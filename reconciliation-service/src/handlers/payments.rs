use axum::{
    extract::{Path, Query, State},
    http::StatusCode,
    Json,
};
use rust_decimal::Decimal;
use service_core::audit::AuditTrail;
use service_core::error::AppError;
use service_core::middleware::ActorContext;
use tracing::instrument;
use uuid::Uuid;
use validator::Validate;

use crate::dtos::{CreatePaymentRequest, FailPaymentRequest, PaymentListParams};
use crate::models::{Payment, PaymentStatus};
use crate::startup::AppState;

#[instrument(skip_all, fields(reference = %req.reference, actor = %actor.user_id))]
pub async fn create_payment(
    State(state): State<AppState>,
    actor: ActorContext,
    Json(req): Json<CreatePaymentRequest>,
) -> Result<(StatusCode, Json<Payment>), AppError> {
    req.validate()?;
    if req.amount <= Decimal::ZERO {
        return Err(AppError::UnprocessableEntity(anyhow::anyhow!(
            "amount must be positive"
        )));
    }

    let payment = Payment::new(
        req.reference.trim(),
        req.amount,
        req.currency
            .map(|c| c.to_ascii_uppercase())
            .unwrap_or_else(|| state.config.default_currency.clone()),
        req.direction,
        req.payment_type,
        req.source_ref,
        state.clock.now(),
    );
    let payment = state.store.insert(payment, &actor).await?;
    Ok((StatusCode::CREATED, Json(payment)))
}

pub async fn list_payments(
    State(state): State<AppState>,
    Query(params): Query<PaymentListParams>,
) -> Result<Json<Vec<Payment>>, AppError> {
    Ok(Json(state.store.list(params.status).await?))
}

pub async fn get_payment(
    State(state): State<AppState>,
    Path(id): Path<Uuid>,
) -> Result<Json<Payment>, AppError> {
    Ok(Json(state.store.get(id).await?))
}

pub async fn payment_audit(
    State(state): State<AppState>,
    Path(id): Path<Uuid>,
) -> Result<Json<AuditTrail>, AppError> {
    Ok(Json(state.store.audit_trail(id).await?))
}

/// Bank accepted the payment.
#[instrument(skip_all, fields(payment_id = %id, actor = %actor.user_id))]
pub async fn mark_processed(
    State(state): State<AppState>,
    actor: ActorContext,
    Path(id): Path<Uuid>,
) -> Result<Json<Payment>, AppError> {
    let payment = state
        .store
        .update_status(id, PaymentStatus::Processed, None, state.clock.now(), &actor)
        .await?;
    Ok(Json(payment))
}

/// Bank rejected the payment.
#[instrument(skip_all, fields(payment_id = %id, actor = %actor.user_id))]
pub async fn mark_failed(
    State(state): State<AppState>,
    actor: ActorContext,
    Path(id): Path<Uuid>,
    Json(req): Json<FailPaymentRequest>,
) -> Result<Json<Payment>, AppError> {
    req.validate()?;
    let payment = state
        .store
        .update_status(
            id,
            PaymentStatus::Failed,
            Some(req.reason.trim().to_string()),
            state.clock.now(),
            &actor,
        )
        .await?;
    Ok(Json(payment))
}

__What needs to be done__:
Your task is to output the full set of records exactly as presented.

__Completed exercise__:
filename reconciliation-service/src/handlers/payments.rs
use axum::{
    extract::{Path, Query, State},
    http::StatusCode,
    Json,
};
use rust_decimal::Decimal;
use service_core::audit::AuditTrail;
use service_core::error::AppError;
use service_core::middleware::ActorContext;
use tracing::instrument;
use uuid::Uuid;
use validator::Validate;

use crate::dtos::{CreatePaymentRequest, FailPaymentRequest, PaymentListParams};
use crate::models::{Payment, PaymentStatus};
use crate::startup::AppState;

#[instrument(skip_all, fields(reference = %req.reference, actor = %actor.user_id))]
pub async fn create_payment(
    State(state): State<AppState>,
    actor: ActorContext,
    Json(req): Json<CreatePaymentRequest>,
) -> Result<(StatusCode, Json<Payment>), AppError> {
    req.validate()?;
    if req.amount <= Decimal::ZERO {
        return Err(AppError::UnprocessableEntity(anyhow::anyhow!(
            "amount must be positive"
        )));
    }

    let payment = Payment::new(
        req.reference.trim(),
        req.amount,
        req.currency
            .map(|c| c.to_ascii_uppercase())
            .unwrap_or_else(|| state.config.default_currency.clone()),
        req.direction,
        req.payment_type,
        req.source_ref,
        state.clock.now(),
    );
    let payment = state.store.insert(payment, &actor).await?;
    Ok((StatusCode::CREATED, Json(payment)))
}

pub async fn list_payments(
    State(state): State<AppState>,
    Query(params): Query<PaymentListParams>,
) -> Result<Json<Vec<Payment>>, AppError> {
    Ok(Json(state.store.list(params.status).await?))
}

pub async fn get_payment(
    State(state): State<AppState>,
    Path(id): Path<Uuid>,
) -> Result<Json<Payment>, AppError> {
    Ok(Json(state.store.get(id).await?))
}

pub async fn payment_audit(
    State(state): State<AppState>,
    Path(id): Path<Uuid>,
) -> Result<Json<AuditTrail>, AppError> {
    Ok(Json(state.store.audit_trail(id).await?))
}

/// Bank accepted the payment.
#[instrument(skip_all, fields(payment_id = %id, actor = %actor.user_id))]
pub async fn mark_processed(
    State(state): State<AppState>,
    actor: ActorContext,
    Path(id): Path<Uuid>,
) -> Result<Json<Payment>, AppError> {
    let payment = state
        .store
        .update_status(id, PaymentStatus::Processed, None, state.clock.now(), &actor)
        .await?;
    Ok(Json(payment))
}

/// Bank rejected the payment.
#[instrument(skip_all, fields(payment_id = %id, actor = %actor.user_id))]
pub async fn mark_failed(
    State(state): State<AppState>,
    actor: ActorContext,
    Path(id): Path<Uuid>,
    Json(req): Json<FailPaymentRequest>,
) -> Result<Json<Payment>, AppError> {
    req.validate()?;
    let payment = state
        .store
        .update_status(
            id,
            PaymentStatus::Failed,
            Some(req.reason.trim().to_string()),
            state.clock.now(),
            &actor,
        )
        .await?;
    Ok(Json(payment))
}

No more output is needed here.